Biasanya, seseorang lebih suka memperkenalkan diri berdasarkan identitas negara atau keturunannya. Berbeda dengan bangsa Jepang yang lebih bangga memperkenalkan diri sebagai anggota organisasi atau perkumpulan tertentu. Mereka bangga dapat mencurahkan kesetiaannya dan menjadi hamba pada organisasi besar dan berpengaruh. Oleh karena itu, mereka selalu melakukan dan memberikan yang terbaik kepada organisasi tempat mereka bekerja.



Bangsa Jepang dikenal sebagai bangsa terproduktif di dunia. Mereka terkenal dengan sikap rajin dan pekerja keras. Seorang pekerja Jepang rata-rata dapat melakukan pekerjaan yang seharusnya dilakukan lima sampai enam orang. Oleh karena itu, pekerja Jepang digaji tinggi karena mereka dapat menyelesaikan pekerjaan yang seharusnya dikerjakan lebih dari satu orang. Mereka bukan hanya mampu bekerja dalam waktu lama, melainkan juga mampu mencurahkan perhatian, jiwa dan komitmen mereka pada pekerjaan.
Bangsa Jepang tidak menganggap tempat kerja hanya sebagai tempat mencari makan, tetapi juga menganggapnya sebagai bagian dari keluarga dan kehidupannya. Bahkan kesetiaannya pada tempat kerja melebihi kesetiaannya kepada keluarga. Karakter dan budaya kerja keras tersebut tidak lahir dan terwujud begitu saja melainkan warisan semangat kaum samurai yang dipupuk dan dilatih selama berabad-abad. yang pada akhirnya membawa Jepang kepada keberhasilan ekonomi, industri dan perdagangan.

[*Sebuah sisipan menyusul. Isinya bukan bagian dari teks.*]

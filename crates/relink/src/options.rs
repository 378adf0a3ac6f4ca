use serde_derive::{Deserialize, Serialize};

/// Tunables of the relink stage, read from the `[relink]` section of the
/// configuration file.
#[derive(Deserialize, Serialize, Debug, Clone, PartialEq, Eq)]
#[serde(deny_unknown_fields)]
pub struct Options {
    /// Separator placed between conflicting string attributes when several
    /// encoding classes are merged.
    #[serde(default = "default_merge_separator", rename = "merge-separator")]
    pub merge_separator: String,
    /// Opcodes reported as `advsimd` when no description can be linked to
    /// them. These permutes are documented under their `1`/`2` variants only.
    #[serde(
        default = "default_vector_shuffle_opcodes",
        rename = "vector-shuffle-opcodes"
    )]
    pub vector_shuffle_opcodes: Vec<String>,
}

impl Default for Options {
    fn default() -> Self {
        Self {
            merge_separator: default_merge_separator(),
            vector_shuffle_opcodes: default_vector_shuffle_opcodes(),
        }
    }
}

impl Options {
    /// Whether `opcode` belongs to the vector-shuffle allowlist.
    pub fn is_vector_shuffle(&self, opcode: &str) -> bool {
        self.vector_shuffle_opcodes.iter().any(|op| op == opcode)
    }
}

// if changed, update the template written by `opa64 config new`
fn default_merge_separator() -> String {
    ",".to_string()
}
fn default_vector_shuffle_opcodes() -> Vec<String> {
    ["zip", "uzp", "trn"].map(String::from).to_vec()
}

#[cfg(test)]
mod tests {
    use super::*;

    #[test]
    fn defaults() {
        let options = Options::default();
        assert_eq!(options.merge_separator, ",");
        assert!(options.is_vector_shuffle("uzp"));
        assert!(!options.is_vector_shuffle("uzp1"));

        let parsed: Options = serde_json::from_str("{}").unwrap();
        assert_eq!(parsed, options);
    }

    #[test]
    fn overrides() {
        let parsed: Options = serde_json::from_str(
            r#"{"merge-separator": " | ", "vector-shuffle-opcodes": ["ext"]}"#,
        )
        .unwrap();
        assert_eq!(parsed.merge_separator, " | ");
        assert!(parsed.is_vector_shuffle("ext"));
        assert!(!parsed.is_vector_shuffle("zip"));
    }

    #[test]
    fn unknown_keys_are_rejected() {
        assert!(serde_json::from_str::<Options>(r#"{"separator": ";"}"#).is_err());
    }
}
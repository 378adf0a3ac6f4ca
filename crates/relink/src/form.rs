//! Operand-form signatures.
//!
//! A signature is a string over a small alphabet, one letter per operand:
//! the register class (`b h w x s d q`, `r` for any general register), `v` /
//! `V` for 64-bit / 128-bit packed vectors, `i` for immediates, shifts and
//! lane indices, and `x` for a memory operand. The intrinsics reference and
//! the assembly templates of the architecture reference are both reduced to
//! this alphabet so that they can be compared.

use crate::records::{InstructionClass, InstructionType, SequenceStep};
use itertools::Itertools;
use std::collections::BTreeSet;

/// Classifies the variant text of a latency-table row.
///
/// The first keyword found in the lower-cased word list wins.
pub fn classify_variant(variant: &str) -> (InstructionClass, InstructionType) {
    let variant = variant.to_lowercase();
    let words = variant
        .split(|c: char| !(c.is_alphanumeric() || c == '_'))
        .collect::<Vec<_>>();
    let has = |keyword: &str| words.contains(&keyword);

    use InstructionClass::*;
    use InstructionType::*;
    if has("asimd") || has("simd") || has("vector") {
        (Asimd, Any)
    } else if has("crypto") || has("vfp") {
        (Asimd, Vector)
    } else if has("fp") {
        (Float, Scalar)
    } else {
        (General, Scalar)
    }
}

/// Splits the variant text of a latency-table row into its tags.
pub fn split_variant(variant: &str) -> Vec<String> {
    variant.split(',').map(|s| s.trim().to_string()).collect()
}

const DELIMITERS: &str = "+-*/(){}[]";

/// Rebuilds the instruction sequence of an intrinsic from the joined text of
/// its table cell.
///
/// Words are alternately a mnemonic and its operand list. A word that is a
/// delimiter, follows a delimiter or a comma, or starts with a comma belongs
/// to the previous word. `(scalar)` markers are dropped. Mnemonics are
/// lower-cased; operands are kept as written.
pub fn recompose_sequence(text: &str) -> Vec<SequenceStep> {
    let mut words: Vec<String> = Vec::new();
    for word in text.split_whitespace() {
        if word == "(scalar)" {
            continue;
        }
        match words.last_mut() {
            Some(last)
                if DELIMITERS.contains(word)
                    || last.ends_with(|c: char| c == ',' || DELIMITERS.contains(c))
                    || word.starts_with(',') =>
            {
                last.push(' ');
                last.push_str(word);
            }
            _ => words.push(word.to_string()),
        }
    }

    words
        .chunks(2)
        .map(|pair| SequenceStep {
            mnemonic: pair[0].to_lowercase(),
            operands: pair.get(1).cloned().unwrap_or_default(),
        })
        .collect()
}

/// `(scalar pipe letter, SIMD&FP letter, element bits)` of a C element type.
fn element_type(base: &str) -> Option<(char, char, u32)> {
    Some(match base {
        "int8" | "uint8" | "poly8" => ('b', 'b', 8),
        "int16" | "uint16" | "poly16" => ('h', 'h', 16),
        "int32" | "uint32" | "poly32" => ('w', 's', 32),
        "int64" | "uint64" | "poly64" => ('x', 'd', 64),
        "float16" | "bfloat16" => ('h', 'h', 16),
        "float32" => ('s', 's', 32),
        "float64" => ('d', 'd', 64),
        _ => return None,
    })
}

fn datatype_tag(base: &str) -> Option<&'static str> {
    Some(match base {
        "int8" | "uint8" | "poly8" => "8",
        "int16" | "uint16" | "poly16" => "16",
        "int32" | "uint32" | "poly32" => "32",
        "int64" | "uint64" | "poly64" => "64",
        "float16" => "half",
        "bfloat16" => "bf16",
        "float32" => "single",
        "float64" => "double",
        _ => return None,
    })
}

/// Splits `int32x4_t` into `["int32", "4", "t"]`.
fn type_parts(ty: &str) -> Vec<&str> {
    ty.split(|c: char| c == '_' || c == 'x')
        .filter(|s| !s.is_empty())
        .collect()
}

fn type_signature(ty: &str) -> Option<char> {
    let parts = type_parts(ty);
    let (&base, &shape) = match parts.as_slice() {
        [base, ..] if *base == "const" => return Some('i'),
        [base, shape, ..] => (base, shape),
        _ => return None,
    };
    let (scalar, simd, bits) = element_type(base)?;
    match shape {
        "t" => Some(scalar),
        "1" => Some(simd),
        lanes => {
            let lanes = lanes.parse::<u32>().ok()?;
            Some(if lanes.checked_mul(bits) == Some(128) { 'V' } else { 'v' })
        }
    }
}

fn operand_signature(operand: &str) -> String {
    let mut sig = String::new();
    match operand.chars().next() {
        Some(c) if "bhwxrsdq".contains(c) => sig.push(c),
        Some('v') => {
            let arrangement = operand.split('.').nth(1).unwrap_or("");
            let wide = ["16b", "8h", "4s", "2d", "4w", "2x"].contains(&arrangement);
            sig.push(if wide { 'V' } else { 'v' });
        }
        _ => {}
    }
    if (operand.contains('[') && !operand.starts_with('[')) || operand.starts_with("imm") {
        sig.push('i');
    }
    if operand.starts_with('[') {
        sig.push('x');
    }
    if operand.starts_with('#') {
        sig.push('i');
    }
    sig
}

/// Derives the form signature and the datatype tags of an intrinsic.
///
/// A single-instruction expansion gives an operand-level signature read from
/// the instruction's operands. Longer expansions fall back to a type-level
/// signature of the return and argument types of `declaration`, since the
/// operand order of emulation sequences need not follow the declaration.
///
/// ```
/// use opa64_relink::form::{intrinsic_form, recompose_sequence};
/// let seq = recompose_sequence("add vd.4s,vn.4s,vm.4s");
/// let (form, datatypes) =
///     intrinsic_form("int32x4_t vaddq_s32(int32x4_t a, int32x4_t b)", &seq);
/// assert_eq!(form, "VVV");
/// assert_eq!(datatypes, ["32"]);
/// ```
pub fn intrinsic_form(declaration: &str, sequence: &[SequenceStep]) -> (String, Vec<String>) {
    let types = declaration
        .split(|c: char| c == '(' || c == ')' || c == ',')
        .map(|s| s.trim().split(' ').next().unwrap_or(""))
        .filter(|s| !s.is_empty())
        .collect::<Vec<_>>();

    let datatypes = types
        .iter()
        .filter_map(|ty| type_parts(ty).first().copied().and_then(datatype_tag))
        .map(str::to_string)
        .collect::<BTreeSet<_>>()
        .into_iter()
        .collect::<Vec<_>>();

    match sequence {
        [] => (String::new(), Vec::new()),
        [step] => {
            let form = step
                .operands
                .split(',')
                .map(|op| op.trim_matches(|c: char| c == '{' || c == '}' || c == ' '))
                .map(|op| operand_signature(&op.to_lowercase()))
                .collect();
            (form, datatypes)
        }
        _ => {
            let form = types.iter().filter_map(|ty| type_signature(ty)).collect();
            (form, datatypes)
        }
    }
}

/// Normalizes an assembly template to `mnemonic operands`, lower-case, with
/// the placeholder brackets and all spaces removed from the operands.
///
/// ```
/// use opa64_relink::form::canonicalize_template;
/// assert_eq!(
///     canonicalize_template("ADD  <Vd>.<T>, <Vn>.<T>, <Vm>.<T>"),
///     "add vd.t,vn.t,vm.t"
/// );
/// ```
pub fn canonicalize_template(asm: &str) -> String {
    let asm = asm.trim().to_lowercase();
    let (mnemonic, operands) = asm.split_once(' ').unwrap_or((asm.as_str(), ""));
    let mut mnemonic = mnemonic.to_string();
    let mut operands = operands.trim_start();
    if let Some(rest) = operands.strip_prefix("{2}") {
        mnemonic.push_str("{2}");
        operands = rest;
    }
    if operands.starts_with("<bt> <") {
        operands = &operands[5..];
    }
    let operands = operands
        .chars()
        .filter(|&c| !matches!(c, '<' | '>' | ' '))
        .collect::<String>();
    format!("{mnemonic} {operands}").trim().to_string()
}

/// A template operand list split by bracket kind.
#[derive(Debug)]
enum Group {
    Leaf(String),
    List(Vec<Group>),
}

type Splitter = fn(char) -> bool;

/// Memory brackets, then register-list braces, then operand separators.
const SPLITTERS: [Splitter; 3] = [
    |c| c == '[' || c == ']',
    |c| c == '{' || c == '}',
    |c| c == ',' || c == ' ',
];

fn split_groups(text: &str, level: usize) -> Group {
    let Some(splitter) = SPLITTERS.get(level) else {
        return Group::Leaf(text.to_string());
    };
    let children = text
        .split(*splitter)
        .map(str::trim)
        .filter(|piece| !piece.is_empty())
        .map(|piece| split_groups(piece, level + 1))
        .filter(|group| !matches!(group, Group::List(children) if children.is_empty()))
        .collect();
    Group::List(children)
}

fn leaf_forms(leaf: &str) -> Vec<String> {
    if leaf.starts_with('#') {
        return vec!["i".to_string()];
    }
    if leaf.starts_with('(') {
        let first = leaf
            .trim_matches(|c: char| matches!(c, '<' | '>' | '(' | ')'))
            .chars()
            .next()
            .unwrap_or(' ');
        return vec![first.to_string(), String::new()];
    }
    let first = leaf
        .trim_matches(|c: char| c == '<' || c == '>')
        .chars()
        .next()
        .map(String::from)
        .unwrap_or_default();
    vec![first]
}

fn expand(group: &Group) -> Vec<String> {
    match group {
        Group::Leaf(leaf) => leaf_forms(leaf),
        Group::List(children) if children.is_empty() => vec![String::new()],
        Group::List(children) => children
            .iter()
            .map(expand)
            .multi_cartesian_product()
            .map(|parts| parts.concat())
            .collect(),
    }
}

/// Expands a canonical template into every form signature it accepts.
///
/// Parenthesised optional operands contribute both their letter and
/// nothing. The result is sorted and free of duplicates.
///
/// ```
/// use opa64_relink::form::template_forms;
/// assert_eq!(template_forms("ldr wt,[xn|sp],(wm)"), ["wx", "wxw"]);
/// ```
pub fn template_forms(canonical_asm: &str) -> Vec<String> {
    let operands = canonical_asm
        .split_once(' ')
        .map(|(_, operands)| operands)
        .unwrap_or("");
    let operands = operands.replace(' ', "");
    expand(&split_groups(&operands, 0))
        .into_iter()
        .collect::<BTreeSet<_>>()
        .into_iter()
        .collect()
}

fn remap(form: &str, map: impl Fn(char) -> Option<char>) -> String {
    form.chars().map(|c| map(c).unwrap_or(c)).collect()
}

/// Collapses general registers to `r` and SIMD&FP scalars to `v`.
pub fn collapse_register_classes(form: &str) -> String {
    remap(form, |c| match c {
        'b' | 'h' | 'w' | 'x' => Some('r'),
        's' | 'd' => Some('v'),
        _ => None,
    })
}

/// Maps `v` and `r` to `s`.
pub fn remap_simd(form: &str) -> String {
    remap(form, |c| matches!(c, 'v' | 'r').then_some('s'))
}

/// Maps every register class letter except `s` and `q` to `s`.
pub fn squash(form: &str) -> String {
    remap(form, |c| {
        matches!(c, 'b' | 'h' | 'w' | 'x' | 'd' | 'v' | 'r').then_some('s')
    })
}
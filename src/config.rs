//! Module for configuring the `opa64` tool.

use anyhow::{Context, Result, anyhow, bail};
use directories_next::ProjectDirs;
use log::trace;
use opa64_relink::Options;
use serde_derive::Deserialize;
use std::fs;
use std::path::{Path, PathBuf};

/// The configuration file: one section per stage.
#[derive(Deserialize, Debug, Clone, Default, PartialEq, Eq)]
#[serde(deny_unknown_fields)]
pub struct Config {
    /// Tunables of the relink stage.
    #[serde(default)]
    pub relink: Options,
    /// Where the source documents live.
    #[serde(default)]
    pub documents: DocumentsConfig,
}

/// The `[documents]` section.
#[derive(Deserialize, Debug, Clone, PartialEq, Eq)]
#[serde(deny_unknown_fields)]
pub struct DocumentsConfig {
    /// Directory the documents were downloaded to; `opa64 parse --dir`
    /// takes precedence.
    #[serde(default = "default_directory")]
    pub directory: PathBuf,
}

impl Default for DocumentsConfig {
    fn default() -> Self {
        Self {
            directory: default_directory(),
        }
    }
}

// if changed, update the template below
fn default_directory() -> PathBuf {
    PathBuf::from(".")
}

const TEMPLATE: &str = "\
# Comment out certain settings to use default values.

[relink]
# merge-separator = \",\"
# vector-shuffle-opcodes = [\"zip\", \"uzp\", \"trn\"]

[documents]
# directory = \".\"
";

impl Config {
    /// Loads the configuration from `config_file`, or from the default
    /// location if `None` is passed.
    ///
    /// A missing default file yields the default configuration; a missing
    /// file that was asked for explicitly is an error.
    pub fn from_file(config_file: Option<&Path>) -> Result<Config> {
        let (config_file, user_custom_file) = match config_file {
            Some(path) => (path.to_path_buf(), true),
            None => (default_config_path()?, false),
        };

        if !config_file.exists() && !user_custom_file {
            trace!("no config file at {}, using defaults", config_file.display());
            return Ok(Config::default());
        }
        let contents = fs::read_to_string(&config_file)
            .with_context(|| format!("failed to read config file: {}", config_file.display()))?;
        toml::from_str(&contents)
            .with_context(|| format!("failed to parse config file: {}", config_file.display()))
    }
}

/// Writes the commented template to `path`, or to the platform's default
/// location, and returns where it went.
///
/// An existing file is never touched.
pub fn create_new_config(path: Option<&Path>) -> Result<PathBuf> {
    let path = match path {
        Some(path) => path.to_path_buf(),
        None => default_config_path()?,
    };
    trace!("writing configuration template to {}", path.display());

    if path.exists() {
        bail!(
            "{} already exists; edit it or pass another path to `opa64 config new`",
            path.display()
        );
    }
    let dir = path
        .parent()
        .ok_or_else(|| anyhow!("{} has no parent directory", path.display()))?;
    fs::create_dir_all(dir)
        .with_context(|| format!("cannot create configuration directory {}", dir.display()))?;
    fs::write(&path, TEMPLATE)
        .with_context(|| format!("cannot write configuration template {}", path.display()))?;
    Ok(path)
}

fn default_config_path() -> Result<PathBuf> {
    match ProjectDirs::from("", "", "opa64") {
        Some(dirs) => Ok(dirs.config_dir().join("config.toml")),
        None => bail!("config file not specified and failed to get the default"),
    }
}
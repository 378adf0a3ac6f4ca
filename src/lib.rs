//! The opa64 command line interface (CLI) crate.
//!
//! This crate implements the `opa64` tool, which parses the ARM reference
//! documents into a per-opcode database and links that database into the
//! instruction records shown by the viewer.

#![deny(missing_docs)]

pub mod commands;
pub mod config;

use crate::config::Config;
use anyhow::Result;
use clap::Parser;
use std::path::PathBuf;

/// Options shared by the commands that read the configuration file.
#[derive(Parser, Clone, Debug, Default)]
pub struct CommonOptions {
    /// Use the specified configuration file instead of the default one
    #[arg(long = "config", value_name = "FILE")]
    pub config: Option<PathBuf>,
}

impl CommonOptions {
    /// Installs the stderr logger, filtered by `OPA64_LOG`.
    pub fn init_logging(&self) {
        use std::io::IsTerminal;
        use tracing_subscriber::{EnvFilter, FmtSubscriber};
        FmtSubscriber::builder()
            .with_writer(std::io::stderr)
            .with_env_filter(EnvFilter::from_env("OPA64_LOG"))
            .with_ansi(std::io::stderr().is_terminal())
            .init();
    }

    /// Loads the configuration selected by `--config`, or the default one.
    pub fn config(&self) -> Result<Config> {
        Config::from_file(self.config.as_deref())
    }
}
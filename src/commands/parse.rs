//! The module that implements the `opa64 parse` command.

use crate::CommonOptions;
use anyhow::Result;
use clap::Parser;
use log::{error, info};
use opa64_relink::Database;
use opa64_sources::{JsonPages, parse_document, resolve};
use std::path::PathBuf;

/// Parses the source documents into the unified database.
///
/// Documents that are missing or cannot be read are reported and left out;
/// the database is written with whatever could be parsed.
#[derive(Parser)]
pub struct ParseCommand {
    #[command(flatten)]
    common: CommonOptions,

    /// Directory holding the downloaded documents
    #[arg(long, value_name = "DIR")]
    dir: Option<PathBuf>,

    /// Documents to parse: `all`, `description`, `intrinsics`, `table` or
    /// `table.<arch>`, comma separated; every document by default
    #[arg(long = "doc", value_name = "SPEC")]
    docs: Vec<String>,

    /// Write the database to this file instead of stdout
    #[arg(short, long, value_name = "FILE")]
    output: Option<PathBuf>,
}

impl ParseCommand {
    /// Executes the command.
    pub fn execute(self) -> Result<()> {
        self.common.init_logging();
        let config = self.common.config()?;
        let dir = self.dir.unwrap_or(config.documents.directory);

        let mut db = Database::new();
        for doc in resolve(&self.docs) {
            match doc.and_then(|doc| parse_document(doc, &dir, &JsonPages)) {
                Ok(parsed) => parsed.merge_into(&mut db),
                Err(e) => error!("{:#}", anyhow::Error::new(e)),
            }
        }
        info!("database holds {} opcodes", db.len());

        super::write_json(self.output.as_deref(), &db)
    }
}
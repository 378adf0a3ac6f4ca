//! The registry of source documents.

use crate::error::{Error, Result};
use std::path::{Path, PathBuf};

/// What a document contains, and so how it is parsed.
#[derive(Debug, Clone, Copy, PartialEq, Eq)]
pub enum DocumentKind {
    /// The A64 instruction set XML archive.
    Description,
    /// The NEON intrinsics reference.
    Intrinsics,
    /// The software optimization guide of one microarchitecture.
    Table(&'static str),
}

/// A source document and where it is published.
#[derive(Debug, Clone, Copy, PartialEq, Eq)]
pub struct Document {
    #[allow(missing_docs)]
    pub kind: DocumentKind,
    #[allow(missing_docs)]
    pub url: &'static str,
}

/// Every known document, in the order they are parsed.
pub static DOCUMENTS: &[Document] = &[
    Document {
        kind: DocumentKind::Description,
        url: "https://developer.arm.com/-/media/developer/products/architecture/armv8-a-architecture/2020-03/A64_ISA_xml_v86A-2020-03.tar.gz",
    },
    Document {
        kind: DocumentKind::Intrinsics,
        url: "https://static.docs.arm.com/ihi0073/e/IHI0073E_arm_neon_intrinsics_ref.pdf",
    },
    Document {
        kind: DocumentKind::Table("a78"),
        url: "https://static.docs.arm.com/102160/0300/Arm_Cortex-A78_Core_Software_Optimization_Guide.pdf",
    },
    Document {
        kind: DocumentKind::Table("a77"),
        url: "https://static.docs.arm.com/swog011050/c/Arm_Cortex-A77_Software_Optimization_Guide.pdf",
    },
    Document {
        kind: DocumentKind::Table("a76"),
        url: "https://static.docs.arm.com/swog307215/a/Arm_Cortex-A76_Software_Optimization_Guide.pdf",
    },
    Document {
        kind: DocumentKind::Table("n1"),
        url: "https://static.docs.arm.com/swog309707/a/Arm_Neoverse_N1_Software_Optimization_Guide.pdf",
    },
    Document {
        kind: DocumentKind::Table("a75"),
        url: "https://static.docs.arm.com/101398/0200/arm_cortex_a75_software_optimization_guide_v2.pdf",
    },
    Document {
        kind: DocumentKind::Table("a72"),
        url: "https://static.docs.arm.com/uan0016/a/cortex_a72_software_optimization_guide_external.pdf",
    },
    Document {
        kind: DocumentKind::Table("a57"),
        url: "https://static.docs.arm.com/uan0015/b/Cortex_A57_Software_Optimization_Guide_external.pdf",
    },
    Document {
        kind: DocumentKind::Table("a55"),
        url: "https://static.docs.arm.com/epm128372/30/arm_cortex_a55_software_optimization_guide_v3.pdf",
    },
];

impl Document {
    /// The `--doc` specifier selecting exactly this document.
    pub fn specifier(&self) -> String {
        match self.kind {
            DocumentKind::Description => "description".to_string(),
            DocumentKind::Intrinsics => "intrinsics".to_string(),
            DocumentKind::Table(arch) => format!("table.{arch}"),
        }
    }

    /// Name of the downloaded file: the last segment of the URL.
    pub fn file_name(&self) -> &'static str {
        self.url.rsplit('/').next().unwrap_or(self.url)
    }

    /// Where the document is expected inside the working directory.
    pub fn local_path(&self, dir: &Path) -> PathBuf {
        dir.join(self.file_name())
    }
}

fn microarchitectures() -> impl Iterator<Item = &'static Document> {
    DOCUMENTS
        .iter()
        .filter(|doc| matches!(doc.kind, DocumentKind::Table(_)))
}

fn find(kind: DocumentKind) -> Option<&'static Document> {
    DOCUMENTS.iter().find(|doc| doc.kind == kind)
}

/// Expands `--doc` arguments into documents.
///
/// Each argument holds comma-separated specifiers: `description`,
/// `intrinsics`, `table` (every microarchitecture), `table.<arch>`, or `all`.
/// No specifier at all selects every document. Invalid specifiers are
/// returned as errors in place so that the caller can report them and go on
/// with the others; a document selected twice is returned once.
pub fn resolve(specifiers: &[String]) -> Vec<Result<&'static Document>> {
    let mut specs = specifiers
        .iter()
        .flat_map(|s| s.split(','))
        .map(str::trim)
        .filter(|s| !s.is_empty())
        .peekable();
    if specs.peek().is_none() {
        return DOCUMENTS.iter().map(Ok).collect();
    }

    let mut resolved: Vec<Result<&'static Document>> = Vec::new();
    for spec in specs {
        let (name, qualifier) = match spec.split_once('.') {
            Some((name, qualifier)) => (name, Some(qualifier)),
            None => (spec, None),
        };
        let selected: Vec<Result<&'static Document>> = match (name, qualifier) {
            ("all", _) => DOCUMENTS.iter().map(Ok).collect(),
            ("description", _) => find(DocumentKind::Description).into_iter().map(Ok).collect(),
            ("intrinsics", _) => find(DocumentKind::Intrinsics).into_iter().map(Ok).collect(),
            ("table", None) => microarchitectures().map(Ok).collect(),
            ("table", Some(arch)) => match microarchitectures()
                .find(|doc| matches!(doc.kind, DocumentKind::Table(a) if a == arch))
            {
                Some(doc) => vec![Ok(doc)],
                None => {
                    let known = microarchitectures()
                        .map(|doc| doc.specifier())
                        .collect::<Vec<_>>()
                        .join(", ");
                    vec![Err(Error::UnknownMicroarchitecture(spec.to_string(), known))]
                }
            },
            _ => vec![Err(Error::UnknownDocument(spec.to_string()))],
        };

        for doc in selected {
            if let Ok(doc) = &doc {
                if resolved
                    .iter()
                    .any(|r| r.as_ref().is_ok_and(|seen| seen == doc))
                {
                    continue;
                }
            }
            resolved.push(doc);
        }
    }
    resolved
}

#[cfg(test)]
mod tests {
    use super::*;

    fn specifiers(args: &[&str]) -> Vec<String> {
        resolve(&args.iter().map(|s| s.to_string()).collect::<Vec<_>>())
            .into_iter()
            .map(|r| match r {
                Ok(doc) => doc.specifier(),
                Err(e) => format!("error: {e}"),
            })
            .collect()
    }

    #[test]
    fn everything_by_default() {
        assert_eq!(specifiers(&[]).len(), DOCUMENTS.len());
        assert_eq!(specifiers(&["all"]), specifiers(&[]));
        assert_eq!(specifiers(&[""]), specifiers(&[]));
    }

    #[test]
    fn tables() {
        assert_eq!(specifiers(&["table.a55"]), ["table.a55"]);
        let all = specifiers(&["table"]);
        assert_eq!(all.len(), 8);
        assert_eq!(all[0], "table.a78");
        assert_eq!(all[7], "table.a55");
    }

    #[test]
    fn lists_and_repeats() {
        assert_eq!(
            specifiers(&["intrinsics,table.a72", "description", "table.a72"]),
            ["intrinsics", "table.a72", "description"]
        );
    }

    #[test]
    fn errors_are_kept_in_place() {
        let resolved = specifiers(&["manual,table.m1,intrinsics"]);
        assert_eq!(resolved.len(), 3);
        assert!(resolved[0].starts_with("error: unknown document specifier"));
        assert!(resolved[1].starts_with("error: unknown microarchitecture"));
        assert_eq!(resolved[2], "intrinsics");
    }

    #[test]
    fn file_names() {
        let a55 = &DOCUMENTS[9];
        assert_eq!(a55.file_name(), "arm_cortex_a55_software_optimization_guide_v3.pdf");
        assert_eq!(
            a55.local_path(Path::new("docs")),
            Path::new("docs/arm_cortex_a55_software_optimization_guide_v3.pdf")
        );
        assert_eq!(DOCUMENTS[0].file_name(), "A64_ISA_xml_v86A-2020-03.tar.gz");
    }
}
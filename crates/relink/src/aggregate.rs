use crate::compose::{InstructionRecord, compose, compose_blank, compose_unclaimed};
use crate::matcher::{Match, match_intrinsic};
use crate::opcode::canonicalize;
use crate::options::Options;
use crate::records::{Database, IntrinsicRecord, OpcodeEntry};
use log::debug;
use std::collections::BTreeSet;

/// Links every opcode of `db` and returns the records sorted by opcode.
///
/// The sort is stable: records of one opcode keep the order in which their
/// intrinsics appear in the database.
pub fn relink(db: &Database, options: &Options) -> Vec<InstructionRecord> {
    let mut records = db
        .iter()
        .flat_map(|(opcode, entry)| relink_opcode(opcode, entry, options))
        .collect::<Vec<_>>();
    records.sort_by(|a, b| a.brief.opcode.cmp(&b.brief.opcode));
    records
}

/// Links the intrinsics, descriptions and latency rows of one opcode.
///
/// Every intrinsic yields at least one record; descriptions no intrinsic
/// selected are emitted on their own afterwards. An opcode without
/// intrinsics is handled as if it had a single form-less one, so that each of
/// its descriptions, or failing that its bare table entry, still shows up.
pub fn relink_opcode(opcode: &str, entry: &OpcodeEntry, options: &Options) -> Vec<InstructionRecord> {
    if canonicalize(opcode).is_empty() {
        debug!("skipping `{opcode}`: not a mnemonic");
        return Vec::new();
    }

    let placeholder = [IntrinsicRecord::default()];
    let intrinsics = match entry.intrinsics() {
        [] => &placeholder[..],
        intrinsics => intrinsics,
    };
    let descriptions = entry.descriptions();
    let tables = &entry.table;

    if descriptions.is_empty() {
        return intrinsics
            .iter()
            .map(|intr| compose_blank(opcode, intr, options))
            .collect();
    }

    let mut records = Vec::new();
    let mut claimed = BTreeSet::new();
    for intr in intrinsics {
        match match_intrinsic(opcode, intr, descriptions, tables, options) {
            Match::Unconstrained(selections) => {
                for selection in selections {
                    claimed.insert(selection.index);
                    records.push(compose(opcode, intr, selection));
                }
            }
            Match::Unique(selection) => {
                claimed.insert(selection.index);
                records.push(compose(opcode, intr, selection));
            }
            Match::NoMatch => records.push(compose_blank(opcode, intr, options)),
        }
    }

    for (index, description) in descriptions.iter().enumerate() {
        if !claimed.contains(&index) {
            records.push(compose_unclaimed(opcode, index, description, tables, options));
        }
    }
    records
}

Begitulah usaha Jepang dalam meraih kesuksesan, pekerja keras tanpa mengenal waktu, tidak mengenal lelah dan putus asa. Berbeda dengan Cina yang memegang teguh filosofi Yin Yang. Di mana menurut Yin Yang, hidup butuh keseimbangan. Hidup bukanlah semata-mata mengenal tujuan akhir, melainkan suatu perjalanan untuk mencapai tujuan itu (life is a journey). Artinya, saat mengejar impian, harapan, tujuan atau cita-cita tidak boleh mengabaikan bagian hidup yang lain.
Lambang Yin Yang berbentuk lingkaran dan terbagi menjadi dua bagian, yaitu warna hitam (Yin) dan warna putih (Yang). Di dalam warna putih masih terdapat lingkaran kecil yang berwarna hitam, dan sebaliknya, di dalam warna hitam terdapat lingkaran kecil yang berwarna putih. Tentunya, bentuk lambang Yin Yang seperti itu memiliki makna yaitu melambangkan keseimbangan, menggambarkan realitas dualisme, menggambarkan roda yang terus-menerus berutar tanpa henti, dan tidak ada kesempurnaan di dunia ini.
Konsep Yin Yang mengatakan bahwa satu hal bergantung atau menciptakan hal lainnya. Sama dengan apa yang tertulis dalam buku Tao The Ching, yang telah berumur 2500 tahun, menjelaskan bahwa kesuksesan sempurna bisa diraih dalam hidup ini bila telah melakukan hal-hal terbaik dari lahir hingga meninggal.
Jadi menurut filosofi Yin Yang, dalam meraih kesuksesan bangsa Cina tidak terlalu “ngotot” dan memfokuskan diri pada kesuksesan semata karena masih ada kesempatan untuk menikmati kesenangan atau pengalaman hidup yang dapat memberi kebahagiaan. Namun tidak berarti, bangsa Cina bukanlah pekerja keras. Hanya saja menurutnya, kita dalam bekerja tidak boleh keluar dari siapa diri kita sebenarnya. Bagi bangsa Cina, kerja keras memang perlu, namun yang lebih penting adalah keseimbangan antara tujuan dengan pengorbanan.